Are patient assistance programs a byproduct of government regulations?
In a LinkedIn post, Robert Goldberg, vice-president of the Center for Medicine In The Public Interest, explains how patient assistance programs, or PAPs operate in response to the government’s “confusing and convoluted” regulatory framework.
“Consider the confusing and convoluted way government sets prices: The PAP’s assistance on behalf of the PAP enrollee does not count towards a Part D beneficiary’s true-out-of-pocket cost (TrOOP),” Goldberg writes. “But when Pharmaceutical industry is paying 50% of a brand-name drug cost — while you are in the Donut Hole, this 50% of retail cost is counted toward your TrOOP or Donut Hole exit point.”
Many of the biggest patient battles happen over highly-complicated, acronym-filled regulations. Big insurance companies – with their teams of lawyers, accountants and actuaries — find ways to exploit the regulations for their benefit. Case in point: big companies pocketing drug rebates.
“Why don’t rebates, in commercial or government plans, go to patients,” Goldberg asks. “Why instead of rebate reduced prices are PBMs and insurers hiking copays for new drugs based on a retail price? Instead of using the money for patient focused pricing, PBMs and insurers (as well as some employers) are redistributing rebate dollars that can be used for anything, including Anthem’s alleged use of rebate dollars to buy back it’s stock in 2009.”
Check out the entire post at LinkedIn.
States vs. The Feds
The Obama administration is getting pushback over its proposal to limit short-term health plans.
ModernHealthCare.com’s Virgil Dickson has the scoop on an effort by some states to preserve short-term health plans. Right now, patients can extend short-term plans up to a year. In an effort to shore up the Affordable Care Act marketplace, the Obama administration wants to cap the short-term plans at 3 months.

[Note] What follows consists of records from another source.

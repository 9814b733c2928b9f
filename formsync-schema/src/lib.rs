pub mod abstract_schema;
pub mod forms;

pub use abstract_schema::{AbstractField, AbstractSchema, FieldType};
pub use forms::{
    BatchUpdateFormRequest, BatchUpdateFormResponse, ChoiceOption, ChoiceQuestion, ChoiceType,
    CreateItemRequest, DateQuestion, Form, FormsApiErrorBody, FormsApiErrorObject, Info, Item,
    Location, Question, QuestionItem, QuestionKind, Request, TextQuestion, TimeQuestion,
    UpdateFormInfoRequest,
};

“This is a loophole, and it’s a loophole about a design that’s important,” HHS Secretary Sylvia Mathews Burwell said back in June, according to ModernHealthcare.com. “That limited coverage should be limited. It is for someone making a transition and knowing they’re making a transition and only for three months.”
State officials disagree. They say that for many struggling Americans — an employment transition can last longer than three months.
“This apparent arbitrary limit of policy duration could harm some consumers especially those in employment transition,” Michael Rhoads, deputy commissioner at the Oklahoma Department of Insurance said in a comment letter. “More often than not transition periods are longer than three months.”
Although the plans don’t count for your mandated health coverage, they’re also not intended for long-term coverage. They provide “very short coverage gaps” and “often don’t offer prescription benefits.” Younger, healthier Americans often turn to the cheaper, short-term plans to reduce costs or cover a gap while changing jobs.